FLAG-tagged POLR1C variants, either the wild type (1C) or a mutated version with the R279Q substitution, were expressed, affinity-purified and used in anti-FLAG immunofluorescence experiments as in Fig. 3. (a) Affinity purification coupled to mass spectrometry data is represented in the form of a heatmap that contains the log₂-transformed average spectral count ratios R279Q/WT across all three replicates.

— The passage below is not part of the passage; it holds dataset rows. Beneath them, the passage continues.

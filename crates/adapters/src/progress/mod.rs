// SPDX-License-Identifier: BUSL-1.1
// Copyright (c) 2026 Alfred Jean LLC

//! Progress markers for the hosting editor

mod stdout;

pub use stdout::StdoutProgress;

// Test support - only compiled for tests or when explicitly requested
#[cfg(any(test, feature = "test-support"))]
mod fake;
#[cfg(any(test, feature = "test-support"))]
pub use fake::{FakeProgress, ProgressCall};

/// Tells whoever launched us that a long wait started or finished.
pub trait ProgressReporter {
    fn show(&self);
    fn clear(&self);
}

Spectral counts were computed with Mascot (see legend to Fig. 3 for details). (b) Volcano plot of the log₂-transformed average spectral count ratios N279Q/WT (x axis) and the –log₁₀-transformed P-values (adjusted with the Benjamini–Hochberg procedure) resulting from the two-tailed one-sample t-tests of the high-confidence interactors of POLR1C. Red proteins show a level of differential interaction with POLR1C that is statistically significant, while blue proteins do not. Proteins with a log₂-transformed average spectral count ratio <−4.5 were capped to −4.5 for display purposes. (c) Immunofluorescence data showing the cellular localization of tagged POLR1C variants are shown. Scale bar, 20 μm.